While the soviet councils disbanded themselves with the departure of the German troops between November 11 and 17, the arrival of the French Army stabilized the situation: French troops put the region under military occupation and entered Strasbourg on November 21. The Nationalrat proclaimed the return of Alsace to France on December 5, even though this process did not gain international recognition until the signature of the Treaty of Versailles in 1919.”
Clara and Richard then moved to Breslau in Lower Silesia, Germany to the University there where he taught and researched. The town is now the Polish city of Wrocław. It was part of the Prussian territory back then. This was part of the area of the world that was Bohemia and had a Hapsburg presence. They were then removed from that territory when it reverted back to the Polish people. So, excommunication number two for them.
Clara and Richard then moved to Rostock in Germany to research and teach at the University of Rostock. They have over 500 pages of his work in the archives there.

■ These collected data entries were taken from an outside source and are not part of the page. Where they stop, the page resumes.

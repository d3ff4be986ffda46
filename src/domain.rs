use std::fmt;
use std::str::FromStr;

use serde::{Deserialize, Serialize};

use crate::error::IngestError;

/// Identifier of one sequencing run. Unique across the store; primary key
/// of the parent table and foreign key of every child table.
#[derive(Debug, Clone, PartialEq, Eq, Hash, Serialize, Deserialize)]
#[serde(try_from = "String")]
pub struct RunId(String);

impl RunId {
    pub fn as_str(&self) -> &str {
        &self.0
    }

    /// Deterministic, injective mapping from a run id to a safe SQL table
    /// identifier. ASCII alphanumerics pass through unchanged; every other
    /// byte (underscore included, to keep the mapping injective) is encoded
    /// as `_xx` lowercase hex. Plain alphanumeric ids map to `DataTable_<id>`.
    pub fn table_name(&self) -> String {
        let mut name = String::with_capacity(self.0.len() + 10);
        name.push_str("DataTable_");
        for byte in self.0.bytes() {
            if byte.is_ascii_alphanumeric() {
                name.push(byte as char);
            } else {
                name.push_str(&format!("_{byte:02x}"));
            }
        }
        name
    }
}

impl fmt::Display for RunId {
    fn fmt(&self, f: &mut fmt::Formatter<'_>) -> fmt::Result {
        write!(f, "{}", self.0)
    }
}

impl FromStr for RunId {
    type Err = IngestError;

    fn from_str(value: &str) -> Result<Self, Self::Err> {
        let normalized = value.trim().to_string();
        if normalized.is_empty() {
            return Err(IngestError::InvalidRunId(value.to_string()));
        }
        Ok(Self(normalized))
    }
}

impl TryFrom<String> for RunId {
    type Error = IngestError;

    fn try_from(value: String) -> Result<Self, Self::Error> {
        value.parse()
    }
}

/// Run-level metadata embedded in each source file's header slot as a JSON
/// object. Field names follow the source payload; `Run` is the only required
/// key — its absence is a schema violation, never defaulted.
#[derive(Debug, Clone, PartialEq, Serialize, Deserialize)]
pub struct RunMetadata {
    #[serde(rename = "Run")]
    pub run_id: RunId,
    #[serde(rename = "Species", default)]
    pub species: Option<String>,
    #[serde(rename = "BSource", default)]
    pub b_source: Option<String>,
    #[serde(rename = "BType", default)]
    pub b_type: Option<String>,
    #[serde(rename = "Chain", default)]
    pub chain: Option<String>,
    #[serde(rename = "Isotype", default)]
    pub isotype: Option<String>,
    #[serde(rename = "Age", default)]
    pub age: Option<String>,
    #[serde(rename = "Longitudinal", default)]
    pub longitudinal: Option<String>,
    #[serde(rename = "Subject", default)]
    pub subject: Option<String>,
    #[serde(rename = "Disease", default)]
    pub disease: Option<String>,
    #[serde(rename = "Vaccine", default)]
    pub vaccine: Option<String>,
    #[serde(rename = "Author", default)]
    pub author: Option<String>,
    #[serde(rename = "Link", default)]
    pub link: Option<String>,
    #[serde(rename = "Total sequences", default)]
    pub total_sequences: Option<i64>,
    #[serde(rename = "Unique sequences", default)]
    pub unique_sequences: Option<i64>,
}
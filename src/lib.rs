pub mod app;
pub mod config;
pub mod domain;
pub mod error;
pub mod extract;
pub mod intake;
pub mod output;
pub mod project;
pub mod store;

At this point I wanted to place some of the “Lebenslauf” or “curriculum vitae” for Doctor Richard Krzymowski in this section. There are a couple of timelines, too, that he put together to show his background when he was applying for positions at other Universities. The curriculum vitae is somewhat like a resume, but is different that it shows an account of a person’s education, skills, achievements, qualifications, and previous experiences, without specifically mentioning the details of achievements during those times. What is especially nice about having this information is to see his handwriting, and that these documents also show who his parents were, and allowed me to do the research on that family line, which has quite a bit of detail online.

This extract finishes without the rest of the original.